Bruce's first marriage fell apart after he moved to London and met someone else, who he later married. When that marriage also ended, Bruce was shocked, experienced depression and sought therapy. He never imagined marrying a third time.

"I've been an absent father at times in the past, so this is a chance to be there and bring up a family. It's not easy," he admits. It's meant prioritising family first; being there to do the afternoon school run. But is it also an attempt to atone for the past? "Yeah," he admits. "It's just kind of saying, 'Let's do this right.'" With a messy past, he wants things to be tidy now. But life is never simple. The couple's eldest child Murray is autistic. How is he now, age 12? "He surprised us a couple of years ago. We found a way of getting him to communicate by typing. He still doesn't say much, well nothing really, but he has a terrific brain. One of the first things he wrote was 'I yearn to speak.' And we discovered he's got a sense of humour, which is fantastic."

The couple have been fortunate enough to find a teacher who believes in Murray. "It's been a real breakthrough," whispers Bruce. "He was so misunderstood for years. He knew he was intelligent, it was like being trapped. So he's sensitive about people treating him as if he is stupid; worried they might go back to thinking that. We always thought he was bright but we had no way of proving it. I hope he writes a book about his experiences one day, if we find a way of getting it out of him. He's got so much going for him."

Bruce grew up in Giffnock, the youngest of four. His father was in the shoe business and owned a newsagent's on Ingram Street while his mother was at home. He attended the private Hutchesons' Grammar and, by 15, knew he wanted to be in radio, after reading a book by radio presenter Jack de Manio. "I thought, 'That sounds like good fun,' but never thought I could do it". So he trained as an accountant before later working at a car hire firm.

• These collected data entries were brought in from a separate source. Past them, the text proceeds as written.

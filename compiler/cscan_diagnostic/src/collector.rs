//! Per-scan diagnostic collection.
//!
//! The collector keeps diagnostics ordered by source offset as they arrive,
//! so a report made late (an opener left unclosed at end of input) still
//! lands at its opener's position. Equal offsets keep recording order.
//! There is no deduplication: each recorded fault is kept.

use tracing::trace;

use crate::{Diagnostic, ErrorKind};

/// Diagnostics recorded during one scan.
#[derive(Clone, Debug, Default, Eq, PartialEq, Hash)]
pub struct DiagnosticCollector {
    diagnostics: Vec<Diagnostic>,
}

impl DiagnosticCollector {
    pub fn new() -> Self {
        Self::default()
    }

    /// Record a diagnostic, keeping the list ordered by offset.
    pub fn record(&mut self, diagnostic: Diagnostic) {
        trace!(
            code = diagnostic.code(),
            line = diagnostic.position.line,
            column = diagnostic.position.column,
            "recorded diagnostic: {}",
            diagnostic.message
        );
        let offset = diagnostic.span.start;
        let idx = self
            .diagnostics
            .partition_point(|d| d.span.start <= offset);
        self.diagnostics.insert(idx, diagnostic);
    }

    /// All diagnostics, ordered by source position.
    pub fn all(&self) -> &[Diagnostic] {
        &self.diagnostics
    }

    pub fn has_errors(&self) -> bool {
        !self.diagnostics.is_empty()
    }

    pub fn len(&self) -> usize {
        self.diagnostics.len()
    }

    pub fn is_empty(&self) -> bool {
        self.diagnostics.is_empty()
    }

    /// Number of recorded diagnostics of `kind`.
    pub fn error_count_by_kind(&self, kind: ErrorKind) -> usize {
        self.diagnostics.iter().filter(|d| d.kind == kind).count()
    }

    pub fn into_diagnostics(self) -> Vec<Diagnostic> {
        self.diagnostics
    }
}

impl Extend<Diagnostic> for DiagnosticCollector {
    fn extend<T: IntoIterator<Item = Diagnostic>>(&mut self, iter: T) {
        for diagnostic in iter {
            self.record(diagnostic);
        }
    }
}

#[cfg(test)]
mod tests;
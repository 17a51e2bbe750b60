//! Cursor over a sentinel-terminated buffer.
//!
//! The cursor advances through the buffer byte-by-byte. EOF is detected
//! when the current byte equals the sentinel (`0x00`) and the position
//! has reached the source length. A null byte before that point is an
//! interior null, which the scanner reports as an invalid byte.

/// Returns the earliest of two optional positions.
///
/// Combines results from separate memchr calls when more needles are
/// needed than `memchr3` supports.
fn earliest_of(a: Option<usize>, b: Option<usize>) -> Option<usize> {
    match (a, b) {
        (Some(x), Some(y)) => Some(x.min(y)),
        (Some(x), None) | (None, Some(x)) => Some(x),
        (None, None) => None,
    }
}

/// Cursor over a sentinel-terminated byte buffer.
///
/// Created via [`SourceBuffer::cursor()`](crate::SourceBuffer::cursor).
/// The cursor is [`Copy`], so a snapshot for lookahead is a plain copy.
///
/// # Invariant
///
/// `buf[source_len] == 0x00` and every byte after it is `0x00`, as
/// guaranteed by [`SourceBuffer`](crate::SourceBuffer).
#[derive(Clone, Copy, Debug)]
pub struct Cursor<'a> {
    buf: &'a [u8],
    pos: u32,
    source_len: u32,
}

const _: () = assert!(std::mem::size_of::<Cursor<'static>>() <= 24);

impl<'a> Cursor<'a> {
    pub(crate) fn new(buf: &'a [u8], source_len: u32) -> Self {
        debug_assert!(
            (source_len as usize) < buf.len(),
            "sentinel must be within buffer bounds"
        );
        debug_assert!(buf[source_len as usize] == 0, "sentinel byte must be 0x00");
        Self {
            buf,
            pos: 0,
            source_len,
        }
    }

    /// Returns the byte at the current position (`0x00` at EOF).
    #[inline]
    pub fn current(&self) -> u8 {
        self.buf[self.pos as usize]
    }

    /// Returns the byte one position ahead of current.
    #[inline]
    pub fn peek(&self) -> u8 {
        self.buf[self.pos as usize + 1]
    }

    /// Returns the byte two positions ahead of current.
    #[inline]
    pub fn peek2(&self) -> u8 {
        self.buf[self.pos as usize + 2]
    }

    /// Returns the byte just before the current position, or `0x00` at the
    /// start of the source.
    #[inline]
    pub fn prev(&self) -> u8 {
        match self.pos {
            0 => 0,
            p => self.buf[p as usize - 1],
        }
    }

    #[inline]
    pub fn advance(&mut self) {
        self.pos += 1;
    }

    #[inline]
    pub fn advance_n(&mut self, n: u32) {
        self.pos += n;
    }

    /// Returns `true` if the cursor has reached EOF.
    #[inline]
    pub fn is_eof(&self) -> bool {
        self.current() == 0 && self.pos >= self.source_len
    }

    /// Current byte offset in the source.
    #[inline]
    pub fn pos(&self) -> u32 {
        self.pos
    }

    #[inline]
    pub fn source_len(&self) -> u32 {
        self.source_len
    }

    /// Extract a source substring as `&str`.
    ///
    /// Returns `""` if `start..end` is out of range or not on character
    /// boundaries. Offsets produced by the scanner always are.
    pub fn slice(&self, start: u32, end: u32) -> &'a str {
        let end = end.min(self.source_len) as usize;
        self.buf
            .get(start as usize..end)
            .and_then(|bytes| std::str::from_utf8(bytes).ok())
            .unwrap_or("")
    }

    /// Extract a source substring from `start` to the current position.
    pub fn slice_from(&self, start: u32) -> &'a str {
        self.slice(start, self.pos)
    }

    /// Advance while `pred` returns `true` for the current byte.
    ///
    /// `pred(0)` must return `false` so the sentinel stops the loop.
    #[inline]
    pub fn eat_while(&mut self, pred: impl Fn(u8) -> bool) {
        while pred(self.buf[self.pos as usize]) {
            self.pos += 1;
        }
    }

    /// Number of bytes in the UTF-8 character whose leading byte is `byte`.
    #[inline]
    pub fn utf8_char_width(byte: u8) -> u32 {
        match byte {
            0xC0..=0xDF => 2,
            0xE0..=0xEF => 3,
            0xF0..=0xF7 => 4,
            _ => 1,
        }
    }

    /// Advance past one full UTF-8 character.
    #[inline]
    pub fn advance_char(&mut self) {
        let width = Self::utf8_char_width(self.current());
        self.advance_n(width.min(self.source_len.saturating_sub(self.pos).max(1)));
    }

    /// Advance to the next `\n` byte or EOF.
    #[allow(
        clippy::cast_possible_truncation,
        reason = "remaining.len() <= source_len which fits in u32"
    )]
    pub fn eat_until_newline_or_eof(&mut self) {
        let remaining = &self.buf[self.pos as usize..self.source_len as usize];
        if let Some(offset) = memchr::memchr(b'\n', remaining) {
            self.pos += offset as u32;
        } else {
            self.pos = self.source_len;
        }
    }

    /// Advance past the `*/` closing a block comment.
    ///
    /// Returns `false` (with the cursor at EOF) if there is none.
    #[allow(
        clippy::cast_possible_truncation,
        reason = "remaining.len() <= source_len which fits in u32"
    )]
    pub fn eat_block_comment_body(&mut self) -> bool {
        let remaining = &self.buf[self.pos as usize..self.source_len as usize];
        if let Some(offset) = memchr::memmem::find(remaining, b"*/") {
            self.pos += offset as u32 + 2;
            true
        } else {
            self.pos = self.source_len;
            false
        }
    }

    /// Advance past ordinary literal content to the next interesting byte.
    /// Returns the byte found, or 0 for EOF.
    ///
    /// Interesting bytes: the closing `quote`, `\`, `\n` and `\r`.
    #[allow(
        clippy::cast_possible_truncation,
        reason = "remaining.len() <= source_len which fits in u32"
    )]
    pub fn skip_to_literal_delim(&mut self, quote: u8) -> u8 {
        let remaining = &self.buf[self.pos as usize..self.source_len as usize];
        let primary = memchr::memchr3(quote, b'\\', b'\n', remaining);
        let cr = memchr::memchr(b'\r', remaining);

        if let Some(off) = earliest_of(primary, cr) {
            self.pos += off as u32;
            self.buf[self.pos as usize]
        } else {
            self.pos = self.source_len;
            0
        }
    }
}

But the radio idea snowballed. Despite initially being turned down for a job with the BBC, Bruce "made himself good at it" by working in hospital radio. "There was nothing else I particularly wanted to do," he recalls; and, as such, Bruce was eventually hired by the BBC and soon found himself on Radio Scotland. Although never a workaholic, Bruce reluctantly admits to being ambitious in the past. Radio 2 in London was always the goal. His big break was being asked to take over Terry Wogan's popular breakfast show in the mid-80s. It was his way in the Radio 2 door, but he knew it was "doomed to failure".

Was he ever tempted to stay in Scotland and be a big fish in a small pond? "No. I would never have been validated. I would have always wondered if I could have done it and I was damned if I was going to skulk back with my tail between my legs, so I fought to make sure I did something good."

That meant finding his mid-morning niche slot, where he continues to comfort listeners like oratory chicken soup.

Only once did Bruce consider a career change. "I never really got as far as thinking I would give it up, but I did question, 'Is this all I want to do?'" It was. "I don't have matinee idol looks or a particular talent but I've got a voice that works on radio."

Television was never a desire; in fact, Bruce resents the implication that it is some kind of promotion. Radio 2's constant evolution means Bruce has never been bored. As such, he has no plans to retire. He's got the best part of two years left on his current contract and is happy at this pace for now.

"I'll keep going as long as I'm healthy, as long as they want me to and as long as I feel it's still working.

The Ken Bruce show is on BBC Radio 2 weekdays, 9.30am.